The consistency on the menu comes from a focus on lighter fare, with plenty of salads, sandwiches, vegetarian dishes and seafood, all prepared with a bit of indulgence, like the occasional cream sauce or fried sweet potato chips. It's a formula that seems to be working, as the similarly eclectic dining room when I visited was packed with ladies (and even a few men) lunching.

 The Bird & The Bear seems to lack a sense of focus. It's an interesting restaurant, but I'd rather it be good. 

I started with brandied escargots, which were presented in a bowl of thick, buttery broth with microgreens and two thick slices of toasted garlic bread. The actual snails looked much bigger than the versions I usually see in an escargot dish. Before I could become too enamored of the proportion, I was disappointed by the flavor.

The escargot were chewy and overcooked and didn't seem to retain much of the buttery flavor.

The same pattern emerged with my BLTC sandwich — that's bacon, lettuce, fried green tomatoes and cheese. At first, I was bowled over by the splendor of the sandwich, with a pretty brioche bacon literally hanging over the side.

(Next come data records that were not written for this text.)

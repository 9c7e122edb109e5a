// SPDX-FileCopyrightText: 2026 Botforge Contributors
// SPDX-License-Identifier: MIT OR Apache-2.0

//! Webhook registration contract.

use async_trait::async_trait;

use crate::error::BotforgeError;

/// Points the messaging platform's update delivery at (or away from) a bot's
/// webhook endpoint.
///
/// The implementation knows the public URL the receiver is served from; the
/// orchestrator only supplies the bot identity.
#[async_trait]
pub trait WebhookRegistrar: Send + Sync + 'static {
    /// Register the bot's webhook endpoint so the platform delivers updates.
    async fn register_webhook(&self, token: &str, bot_id: &str) -> Result<(), BotforgeError>;

    /// Remove the bot's webhook registration; update delivery stops.
    async fn unregister_webhook(&self, token: &str, bot_id: &str) -> Result<(), BotforgeError>;
}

But tasting it, the texture was all wrong. The toasted brioche bread wasn't quite enough to hold everything together (a broiche bun might have been better), the thick slab of fried green tomato seemed to take over the sandwich, the cheese was virtually missing in action (the aioli hiding under the lettuce was more noticeable) and the bacon was dense and chewy — it tasted like it had been cooked hours before and reheated for the meal. Whatever the reason, chewy bacon is never okay.

The highlight of the meal was the daily special of beef and duck foie gras ravioli. Served in a sweet tomato cream sauce, the ravioli were light, though the foie gras interior tasted more like liver paté, dryer and lacking some the richness I had hoped for. It was a nice dish, but not the kind of plate that turns a meal around.

Whether it's the menu, the execution or the service, The Bird & The Bear seems to lack a sense of focus. It's an interesting restaurant, but I'd rather it be good.